**Task to carry out**
Only lines with the string "false" are wanted. Pull them out of the data.

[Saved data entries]

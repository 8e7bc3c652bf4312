use std::path::Path;

use calamine::{open_workbook_auto, Data, Reader};
use tally_core::table::serial_to_date;
use tally_core::{Cell, Table};
use thiserror::Error;

use crate::source::table_from_rows;

#[derive(Error, Debug)]
pub enum WorkbookError {
    #[error("Failed to open workbook: {0}")]
    Open(#[from] calamine::Error),
    #[error("Workbook has no sheets")]
    NoSheets,
    #[error("Sheet not found: {0}")]
    SheetNotFound(String),
}

/// Reads one sheet (the first unless `sheet` names another) of an
/// XLSX/XLSM/XLS/ODS workbook into a table.
pub fn read_workbook(
    path: &Path,
    sheet: Option<&str>,
    skip_rows: usize,
) -> Result<Table, WorkbookError> {
    let mut workbook = open_workbook_auto(path)?;
    let names = workbook.sheet_names();

    let name = match sheet {
        Some(wanted) => names
            .iter()
            .find(|n| n.eq_ignore_ascii_case(wanted.trim()))
            .cloned()
            .ok_or_else(|| WorkbookError::SheetNotFound(wanted.to_string()))?,
        None => names.first().cloned().ok_or(WorkbookError::NoSheets)?,
    };

    let range = workbook.worksheet_range(&name)?;
    let rows: Vec<Vec<Cell>> = range
        .rows()
        .map(|row| row.iter().map(cell_from_data).collect())
        .collect();

    tracing::debug!("Read sheet '{}' from {}: {} raw rows", name, path.display(), rows.len());
    Ok(table_from_rows(rows, skip_rows))
}

fn cell_from_data(data: &Data) -> Cell {
    match data {
        Data::Empty | Data::Error(_) => Cell::Empty,
        Data::String(s) | Data::DateTimeIso(s) | Data::DurationIso(s) => {
            if s.trim().is_empty() {
                Cell::Empty
            } else {
                Cell::Text(s.clone())
            }
        }
        Data::Float(f) => Cell::Number(*f),
        Data::Int(i) => Cell::Number(*i as f64),
        Data::Bool(b) => Cell::Bool(*b),
        Data::DateTime(dt) if !dt.is_duration() => serial_to_date(dt.as_f64())
            .map(Cell::Date)
            .unwrap_or(Cell::Number(dt.as_f64())),
        Data::DateTime(dt) => Cell::Number(dt.as_f64()),
    }
}
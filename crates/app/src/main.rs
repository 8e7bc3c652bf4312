use std::path::PathBuf;

use anyhow::Result;
use clap::{Parser, Subcommand};
use tracing_subscriber::prelude::*;

mod commands;
mod config;

use commands::{ClassifyArgs, InterbankArgs};

/// Categorise bank statement transactions and find interbank transfers.
#[derive(Parser)]
#[command(author, version, about, long_about = None)]
struct Cli {
    /// Config file; `./tally.toml` is used when present
    #[arg(short, long, value_name = "FILE", global = true)]
    config: Option<PathBuf>,
    /// -v for debug output, -vv for per-row tracing
    #[arg(short, long, action = clap::ArgAction::Count, global = true)]
    verbose: u8,
    #[command(subcommand)]
    command: Commands,
}

#[derive(Subcommand)]
enum Commands {
    /// Label every row of a statement from a keyword rule table
    Classify(ClassifyArgs),
    /// Match debits and credits across statements
    Interbank(InterbankArgs),
}

fn log_filter(verbose: u8) -> String {
    match verbose {
        0 => std::env::var("RUST_LOG").unwrap_or_else(|_| "info".into()),
        1 => "debug".into(),
        _ => "trace".into(),
    }
}

fn main() -> Result<()> {
    let cli = Cli::parse();

    tracing_subscriber::registry()
        .with(tracing_subscriber::EnvFilter::new(log_filter(cli.verbose)))
        .with(tracing_subscriber::fmt::layer().with_writer(std::io::stderr))
        .init();

    let config = config::load_config(cli.config.as_deref())?;

    match &cli.command {
        Commands::Classify(args) => {
            commands::classify(&config, args)?;
        }
        Commands::Interbank(args) => {
            commands::interbank(&config, args)?;
        }
    }
    Ok(())
}

#[cfg(test)]
mod tests {
    use super::*;
    use tally_import::MatchMode;

    #[test]
    fn parses_interbank_flags() {
        let cli = Cli::parse_from([
            "tally", "-v", "interbank", "a.csv", "b.xlsx", "--mode", "grouped", "--strict",
        ]);
        assert_eq!(cli.verbose, 1);
        let Commands::Interbank(args) = cli.command else {
            panic!("expected interbank");
        };
        assert_eq!(args.inputs.len(), 2);
        assert_eq!(args.mode, Some(MatchMode::Grouped));
        assert!(args.strict);
    }

    #[test]
    fn parses_classify_with_global_config_after_subcommand() {
        let cli = Cli::parse_from([
            "tally", "classify", "s.csv", "--format", "json", "--config", "x.toml",
        ]);
        assert_eq!(cli.config, Some(PathBuf::from("x.toml")));
        let Commands::Classify(args) = cli.command else {
            panic!("expected classify");
        };
        assert_eq!(args.format, commands::OutputFormat::Json);
        assert!(args.rules.is_none());
    }

    #[test]
    fn interbank_needs_inputs() {
        assert!(Cli::try_parse_from(["tally", "interbank"]).is_err());
    }

    #[test]
    fn verbosity_overrides_env() {
        assert_eq!(log_filter(1), "debug");
        assert_eq!(log_filter(3), "trace");
    }
}
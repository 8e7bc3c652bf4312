use std::collections::{BTreeMap, HashSet};
use std::str::FromStr;

use chrono::NaiveDate;
use serde::{Deserialize, Serialize};
use tally_core::{Cell, ColumnAliases, Money, Table, TransactionHead};

use crate::diagnostic::Diagnostic;

#[derive(Debug, Clone, Copy, PartialEq, Eq, Default, Serialize, Deserialize)]
#[serde(rename_all = "snake_case")]
pub enum MatchMode {
    /// Pairwise for exactly two statements, grouped otherwise.
    #[default]
    Auto,
    Pairwise,
    Grouped,
}

impl FromStr for MatchMode {
    type Err = String;

    fn from_str(s: &str) -> Result<Self, Self::Err> {
        match s.to_lowercase().as_str() {
            "auto" => Ok(MatchMode::Auto),
            "pairwise" => Ok(MatchMode::Pairwise),
            "grouped" => Ok(MatchMode::Grouped),
            other => Err(format!("Unknown match mode: '{other}'")),
        }
    }
}

/// How two amounts are compared in pairwise mode.
#[derive(Debug, Clone, Copy, PartialEq, Eq)]
pub enum AmountRule {
    /// Absolute difference strictly below the tolerance.
    Within(Money),
    /// Equal after rounding to two places; duplicate records are dropped.
    Exact,
}

impl AmountRule {
    fn equal(self, a: Money, b: Money) -> bool {
        match self {
            AmountRule::Within(tolerance) => (a - b).abs() < tolerance,
            AmountRule::Exact => a == b,
        }
    }
}

impl Default for AmountRule {
    fn default() -> Self {
        AmountRule::Within(Money::from_cents(100))
    }
}

/// Position of a row: statement index, then row index within it.
#[derive(Debug, Clone, Copy, PartialEq, Eq, PartialOrd, Ord, Hash, Serialize)]
pub struct RowRef {
    pub statement: usize,
    pub row: usize,
}

/// One statement row reduced to what matching needs. Unparsable dates and
/// amounts are `None`.
#[derive(Debug, Clone, PartialEq)]
pub struct StatementEntry {
    pub at: RowRef,
    pub date: Option<NaiveDate>,
    pub payment: Option<Money>,
    pub receipt: Option<Money>,
}

impl StatementEntry {
    /// Present and non-zero. A `0` amount means "no movement on this side",
    /// so it is treated like a missing value and never compared.
    fn payment(&self) -> Option<Money> {
        self.payment.filter(|m| !m.is_zero())
    }

    /// Present and non-zero, as for `payment`.
    fn receipt(&self) -> Option<Money> {
        self.receipt.filter(|m| !m.is_zero())
    }

    /// Debit+credit with missing sides counted as zero.
    fn combined_amount(&self) -> Money {
        self.payment.unwrap_or_else(Money::zero) + self.receipt.unwrap_or_else(Money::zero)
    }

    fn side(&self) -> Option<Side> {
        match (self.payment(), self.receipt()) {
            (Some(_), None) => Some(Side::Debit),
            (None, Some(_)) => Some(Side::Credit),
            _ => None,
        }
    }
}
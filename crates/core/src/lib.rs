pub mod columns;
pub mod head;
pub mod money;
pub mod table;

pub use columns::{ColumnAliases, ColumnError, Field, StatementColumns};
pub use head::{TransactionHead, INTERBANK, REVIEW_REQUIRED};
pub use money::Money;
pub use table::{Cell, Table};
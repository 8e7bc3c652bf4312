use serde::Serialize;
use std::fmt;

#[derive(Debug, Clone, Copy, PartialEq, Eq, Serialize)]
#[serde(rename_all = "snake_case")]
pub enum Severity {
    Warning,
    Error,
}

/// A recoverable problem met during a run. Runs always produce a result;
/// diagnostics explain why some or all rows fell back to default labels.
#[derive(Debug, Clone, PartialEq, Eq, Serialize)]
#[serde(tag = "kind", rename_all = "snake_case")]
pub enum Diagnostic {
    /// The rule table is absent or unreadable.
    MissingResource { message: String },
    /// A required column could not be located in a table.
    MissingColumn { table: String, message: String },
    /// Pairwise matching needs exactly two statements.
    WrongStatementCount { expected: usize, found: usize },
}

impl Diagnostic {
    pub fn severity(&self) -> Severity {
        match self {
            Diagnostic::MissingResource { .. } => Severity::Warning,
            Diagnostic::MissingColumn { .. } | Diagnostic::WrongStatementCount { .. } => {
                Severity::Error
            }
        }
    }

    /// Emits the diagnostic through `tracing` at its severity.
    pub(crate) fn log(&self) {
        match self.severity() {
            Severity::Warning => tracing::warn!("{self}"),
            Severity::Error => tracing::error!("{self}"),
        }
    }
}

impl fmt::Display for Diagnostic {
    fn fmt(&self, f: &mut fmt::Formatter<'_>) -> fmt::Result {
        match self {
            Diagnostic::MissingResource { message } => write!(f, "Rule table unavailable: {message}"),
            Diagnostic::MissingColumn { table, message } => write!(f, "{table}: {message}"),
            Diagnostic::WrongStatementCount { expected, found } => write!(
                f,
                "Pairwise matching needs exactly {expected} statements, got {found}"
            ),
        }
    }
}
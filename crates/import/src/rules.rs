use std::path::Path;

use serde::{Deserialize, Serialize};
use tally_core::{Cell, Table, TransactionHead};
use thiserror::Error;

use crate::extract::NameExtractor;
use crate::normalize::{normalize, normalize_cell};
use crate::source::{load_table, ReadOptions, TableError};

pub const KEYWORD_COLUMN: &str = "Keyword";
pub const HEAD_COLUMN: &str = "Transaction_Head";
pub const EXTRACT_COLUMN: &str = "Extract_Client_Name";

#[derive(Debug, Clone, PartialEq, Serialize, Deserialize)]
pub struct Rule {
    pub keyword: String,
    pub transaction_head: String,
    #[serde(default)]
    pub extract_client_name: bool,
}

impl Rule {
    pub fn new(keyword: &str, transaction_head: &str, extract_client_name: bool) -> Self {
        Self {
            keyword: keyword.to_string(),
            transaction_head: transaction_head.to_string(),
            extract_client_name,
        }
    }
}

/// Outcome of matching one narration: the label to write and whether any
/// rule fired.
#[derive(Debug, Clone, PartialEq, Eq)]
pub struct RuleMatch {
    pub head: TransactionHead,
    pub matched: bool,
}

#[derive(Error, Debug)]
pub enum RuleError {
    #[error("IO error: {0}")]
    Io(#[from] std::io::Error),
    #[error("Failed to read rule table: {0}")]
    Table(#[from] TableError),
    #[error("Rule table is missing the {0} column")]
    MissingColumn(&'static str),
    #[error("Failed to parse TOML rules: {0}")]
    Toml(#[from] toml::de::Error),
}

#[derive(Deserialize)]
struct RuleFile {
    #[serde(rename = "rule", default)]
    rules: Vec<Rule>,
}

/// Internal pairing of a rule with its normalized keyword.
#[derive(Debug, Clone)]
struct CompiledRule {
    rule: Rule,
    needle: String,
}

/// An ordered rule list. The first rule whose keyword occurs in the
/// narration wins; later rules are never consulted.
#[derive(Debug, Clone)]
pub struct RuleSet {
    rules: Vec<CompiledRule>,
    extractor: NameExtractor,
}

impl RuleSet {
    pub fn new(rules: Vec<Rule>) -> Self {
        let rules = rules
            .into_iter()
            .map(|rule| {
                let needle = normalize(&rule.keyword);
                CompiledRule { rule, needle }
            })
            .collect();
        Self {
            rules,
            extractor: NameExtractor::default(),
        }
    }

    pub fn with_extractor(mut self, extractor: NameExtractor) -> Self {
        self.extractor = extractor;
        self
    }

    pub fn len(&self) -> usize {
        self.rules.len()
    }

    pub fn is_empty(&self) -> bool {
        self.rules.is_empty()
    }

    pub fn rules(&self) -> impl Iterator<Item = &Rule> {
        self.rules.iter().map(|cr| &cr.rule)
    }

    pub fn from_toml(toml_content: &str) -> Result<Self, RuleError> {
        let file: RuleFile = toml::from_str(toml_content)?;
        Ok(Self::new(file.rules))
    }

    /// Reads `Keyword`, `Transaction_Head` and the optional
    /// `Extract_Client_Name` (`YES` enables extraction) columns.
    pub fn from_table(table: &Table) -> Result<Self, RuleError> {
        let keyword_col = table
            .column_index(KEYWORD_COLUMN)
            .ok_or(RuleError::MissingColumn(KEYWORD_COLUMN))?;
        let head_col = table
            .column_index(HEAD_COLUMN)
            .ok_or(RuleError::MissingColumn(HEAD_COLUMN))?;
        let extract_col = table.column_index(EXTRACT_COLUMN);

        let rules: Vec<Rule> = (0..table.len())
            .map(|row| Rule {
                keyword: table.cell(row, keyword_col).to_string().trim().to_string(),
                transaction_head: table.cell(row, head_col).to_string().trim().to_string(),
                extract_client_name: extract_col
                    .is_some_and(|col| parse_extract_flag(table.cell(row, col))),
            })
            .collect();

        for (idx, rule) in rules.iter().enumerate() {
            if normalize(&rule.keyword).is_empty() {
                tracing::debug!("Rule {} has a blank keyword and will never match", idx + 1);
            }
        }

        Ok(Self::new(rules))
    }

    pub fn find_matching_rule(&self, narration: &str) -> Option<&Rule> {
        let narration = normalize(narration);
        self.rules
            .iter()
            .find(|cr| !cr.needle.is_empty() && narration.contains(&cr.needle))
            .map(|cr| &cr.rule)
    }

    pub fn match_narration(&self, narration: &str) -> RuleMatch {
        let Some(rule) = self.find_matching_rule(narration) else {
            return RuleMatch {
                head: TransactionHead::ReviewRequired,
                matched: false,
            };
        };

        if rule.extract_client_name {
            let name = self.extractor.extract(narration);
            if !name.is_empty() {
                return RuleMatch {
                    head: TransactionHead::Counterparty(name),
                    matched: true,
                };
            }
        }

        let label = rule.transaction_head.trim();
        let head = if label.is_empty() {
            TransactionHead::ReviewRequired
        } else {
            TransactionHead::Rule(label.to_string())
        };
        RuleMatch { head, matched: true }
    }
}

fn parse_extract_flag(cell: &Cell) -> bool {
    normalize_cell(cell) == "YES"
}

/// Loads a rule file: `.toml` holds `[[rule]]` entries, anything else is read
/// as a table.
pub fn load_rules(path: &Path, options: &ReadOptions) -> Result<RuleSet, RuleError> {
    let is_toml = path
        .extension()
        .and_then(|e| e.to_str())
        .is_some_and(|e| e.eq_ignore_ascii_case("toml"));

    let rules = if is_toml {
        RuleSet::from_toml(&std::fs::read_to_string(path)?)?
    } else {
        RuleSet::from_table(&load_table(path, options)?)?
    };
    tracing::info!("Loaded {} rules from {}", rules.len(), path.display());
    Ok(rules)
}
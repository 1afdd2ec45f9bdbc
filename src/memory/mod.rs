pub(crate) mod arena;
pub(crate) mod bins;
pub(crate) mod buddy;
pub(crate) mod cells;
pub(crate) mod context;
pub(crate) mod debug;
pub(crate) mod integration;
pub(crate) mod large;
pub(crate) mod loom_tests;
pub(crate) mod pool;
pub(crate) mod stats;
pub(crate) mod vm;
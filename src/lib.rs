#[cfg(not(target_pointer_width = "64"))]
compile_error!("cellar supports only 64-bit targets.");

pub(crate) mod sync;

// public module: implementation details stay pub(crate)
pub mod memory;

// context façade + config
pub use memory::context::{AllocError, Context, ContextConfig};

// collaborators built on the context
pub use memory::arena::{Arena, ArenaMarker, ArenaScope};
pub use memory::pool::Pool;

// whole-cell / layout constants clients may need
pub use memory::cells::{CELL_PAYLOAD_OFFSET, CELL_SIZE};

// telemetry
#[cfg(feature = "instrumentation")]
pub use memory::context::AllocEvent;
#[cfg(feature = "stats")]
pub use memory::stats::StatsSnapshot;

// errors
pub use memory::vm::VmError;
//! Per-context allocation statistics.
//!
//! All counters use `Relaxed` ordering: individual values are eventually
//! consistent and cross-counter snapshots may transiently disagree (e.g.
//! `current_allocated` vs. the per-tag sum mid-update). That is acceptable
//! for diagnostic display. Do NOT use these values for allocation decisions.
//!
//! Compiled only with the `stats` feature; the context's recording hooks
//! collapse to nothing without it.

#![cfg(feature = "stats")]

use crate::sync::atomic::{AtomicU64, Ordering};

/// Allocation tier, for per-tier counters.
#[derive(Clone, Copy, Debug, PartialEq, Eq)]
pub(crate) enum Tier {
    Cell,
    SubCell,
    Buddy,
    Large,
}

/// Live counters owned by a context.
///
/// Sizes recorded here are the *charged* sizes (size-class block size,
/// whole-cell size, buddy block size, large mapping size), the same value
/// on the alloc and the free side, so current bytes always balance.
pub(crate) struct MemoryStats {
    total_allocated: AtomicU64,
    total_freed: AtomicU64,
    current_allocated: AtomicU64,
    peak_allocated: AtomicU64,

    cell_allocs: AtomicU64,
    cell_frees: AtomicU64,
    subcell_allocs: AtomicU64,
    subcell_frees: AtomicU64,
    buddy_allocs: AtomicU64,
    buddy_frees: AtomicU64,
    large_allocs: AtomicU64,
    large_frees: AtomicU64,

    per_tag_current: [AtomicU64; 256],
}

/// Plain-data view of [`MemoryStats`] returned by `Context::get_stats`.
#[derive(Clone, Debug, Default)]
pub struct StatsSnapshot {
    pub total_allocated: u64,
    pub total_freed: u64,
    pub current_allocated: u64,
    pub peak_allocated: u64,
    pub cell_allocs: u64,
    pub cell_frees: u64,
    pub subcell_allocs: u64,
    pub subcell_frees: u64,
    pub buddy_allocs: u64,
    pub buddy_frees: u64,
    pub large_allocs: u64,
    pub large_frees: u64,
    pub per_tag_current: Vec<(u8, u64)>,
}

impl MemoryStats {
    pub(crate) fn new() -> Self {
        Self {
            total_allocated: AtomicU64::new(0),
            total_freed: AtomicU64::new(0),
            current_allocated: AtomicU64::new(0),
            peak_allocated: AtomicU64::new(0),
            cell_allocs: AtomicU64::new(0),
            cell_frees: AtomicU64::new(0),
            subcell_allocs: AtomicU64::new(0),
            subcell_frees: AtomicU64::new(0),
            buddy_allocs: AtomicU64::new(0),
            buddy_frees: AtomicU64::new(0),
            large_allocs: AtomicU64::new(0),
            large_frees: AtomicU64::new(0),
            per_tag_current: std::array::from_fn(|_| AtomicU64::new(0)),
        }
    }

    pub(crate) fn record_alloc(&self, size: usize, tag: u8, tier: Tier) {
        let size = size as u64;
        self.total_allocated.fetch_add(size, Ordering::Relaxed);
        let current = self.current_allocated.fetch_add(size, Ordering::Relaxed) + size;

        // Peak update: compare-exchange loop, approximate under contention.
        let mut peak = self.peak_allocated.load(Ordering::Relaxed);
        while current > peak {
            match self.peak_allocated.compare_exchange_weak(
                peak,
                current,
                Ordering::Relaxed,
                Ordering::Relaxed,
            ) {
                Ok(_) => break,
                Err(observed) => peak = observed,
            }
        }

        self.per_tag_current[tag as usize].fetch_add(size, Ordering::Relaxed);
        self.tier_counter(tier, true).fetch_add(1, Ordering::Relaxed);
    }

    pub(crate) fn record_free(&self, size: usize, tag: u8, tier: Tier) {
        let size = size as u64;
        self.total_freed.fetch_add(size, Ordering::Relaxed);
        self.current_allocated.fetch_sub(size, Ordering::Relaxed);
        self.per_tag_current[tag as usize].fetch_sub(size, Ordering::Relaxed);
        self.tier_counter(tier, false).fetch_add(1, Ordering::Relaxed);
    }

    fn tier_counter(&self, tier: Tier, alloc: bool) -> &AtomicU64 {
        match (tier, alloc) {
            (Tier::Cell, true) => &self.cell_allocs,
            (Tier::Cell, false) => &self.cell_frees,
            (Tier::SubCell, true) => &self.subcell_allocs,
            (Tier::SubCell, false) => &self.subcell_frees,
            (Tier::Buddy, true) => &self.buddy_allocs,
            (Tier::Buddy, false) => &self.buddy_frees,
            (Tier::Large, true) => &self.large_allocs,
            (Tier::Large, false) => &self.large_frees,
        }
    }

    pub(crate) fn reset(&self) {
        self.total_allocated.store(0, Ordering::Relaxed);
        self.total_freed.store(0, Ordering::Relaxed);
        self.current_allocated.store(0, Ordering::Relaxed);
        self.peak_allocated.store(0, Ordering::Relaxed);
        self.cell_allocs.store(0, Ordering::Relaxed);
        self.cell_frees.store(0, Ordering::Relaxed);
        self.subcell_allocs.store(0, Ordering::Relaxed);
        self.subcell_frees.store(0, Ordering::Relaxed);
        self.buddy_allocs.store(0, Ordering::Relaxed);
        self.buddy_frees.store(0, Ordering::Relaxed);
        self.large_allocs.store(0, Ordering::Relaxed);
        self.large_frees.store(0, Ordering::Relaxed);
        for tag in &self.per_tag_current {
            tag.store(0, Ordering::Relaxed);
        }
    }

    pub(crate) fn snapshot(&self) -> StatsSnapshot {
        let per_tag_current = self
            .per_tag_current
            .iter()
            .enumerate()
            .filter_map(|(i, v)| {
                let v = v.load(Ordering::Relaxed);
                (v > 0).then_some((i as u8, v))
            })
            .collect();

        StatsSnapshot {
            total_allocated: self.total_allocated.load(Ordering::Relaxed),
            total_freed: self.total_freed.load(Ordering::Relaxed),
            current_allocated: self.current_allocated.load(Ordering::Relaxed),
            peak_allocated: self.peak_allocated.load(Ordering::Relaxed),
            cell_allocs: self.cell_allocs.load(Ordering::Relaxed),
            cell_frees: self.cell_frees.load(Ordering::Relaxed),
            subcell_allocs: self.subcell_allocs.load(Ordering::Relaxed),
            subcell_frees: self.subcell_frees.load(Ordering::Relaxed),
            buddy_allocs: self.buddy_allocs.load(Ordering::Relaxed),
            buddy_frees: self.buddy_frees.load(Ordering::Relaxed),
            large_allocs: self.large_allocs.load(Ordering::Relaxed),
            large_frees: self.large_frees.load(Ordering::Relaxed),
            per_tag_current,
        }
    }

    pub(crate) fn dump(&self) {
        let s = self.snapshot();
        println!("=== cellar memory stats ===");
        println!("total allocated:   {} bytes", s.total_allocated);
        println!("total freed:       {} bytes", s.total_freed);
        println!("current allocated: {} bytes", s.current_allocated);
        println!("peak allocated:    {} bytes", s.peak_allocated);
        println!("cell allocs/frees:     {} / {}", s.cell_allocs, s.cell_frees);
        println!("sub-cell allocs/frees: {} / {}", s.subcell_allocs, s.subcell_frees);
        println!("buddy allocs/frees:    {} / {}", s.buddy_allocs, s.buddy_frees);
        println!("large allocs/frees:    {} / {}", s.large_allocs, s.large_frees);
        if !s.per_tag_current.is_empty() {
            println!("per-tag current:");
            for (tag, bytes) in &s.per_tag_current {
                println!("  tag {tag:3}: {bytes} bytes");
            }
        }
    }
}

#[cfg(all(test, not(loom)))]
mod tests {
    use super::*;

    #[test]
    fn record_and_snapshot_balance() {
        let stats = MemoryStats::new();
        stats.record_alloc(64, 1, Tier::SubCell);
        stats.record_alloc(2048, 1, Tier::SubCell);
        stats.record_alloc(65536, 2, Tier::Buddy);

        let s = stats.snapshot();
        assert_eq!(s.total_allocated, 64 + 2048 + 65536);
        assert_eq!(s.current_allocated, 64 + 2048 + 65536);
        assert_eq!(s.subcell_allocs, 2);
        assert_eq!(s.buddy_allocs, 1);
        assert_eq!(s.per_tag_current, vec![(1, 2112), (2, 65536)]);

        stats.record_free(2048, 1, Tier::SubCell);
        stats.record_free(65536, 2, Tier::Buddy);
        let s = stats.snapshot();
        assert_eq!(s.current_allocated, 64);
        assert_eq!(s.total_freed, 2048 + 65536);
        assert_eq!(s.per_tag_current, vec![(1, 64)]);
    }

    #[test]
    fn peak_tracks_high_water() {
        let stats = MemoryStats::new();
        stats.record_alloc(1000, 0, Tier::Large);
        stats.record_free(1000, 0, Tier::Large);
        stats.record_alloc(400, 0, Tier::Large);

        let s = stats.snapshot();
        assert_eq!(s.peak_allocated, 1000);
        assert_eq!(s.current_allocated, 400);
    }

    #[test]
    fn reset_clears_everything() {
        let stats = MemoryStats::new();
        stats.record_alloc(512, 7, Tier::Cell);
        stats.reset();

        let s = stats.snapshot();
        assert_eq!(s.total_allocated, 0);
        assert_eq!(s.current_allocated, 0);
        assert_eq!(s.peak_allocated, 0);
        assert_eq!(s.cell_allocs, 0);
        assert!(s.per_tag_current.is_empty());
    }
}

**Expected answer**
                matched: false,
        self.tier_counter(tier, false).fetch_add(1, Ordering::Relaxed);
            (Tier::Cell, false) => &self.cell_frees,
            (Tier::SubCell, false) => &self.subcell_frees,
            (Tier::Buddy, false) => &self.buddy_frees,
            (Tier::Large, false) => &self.large_frees,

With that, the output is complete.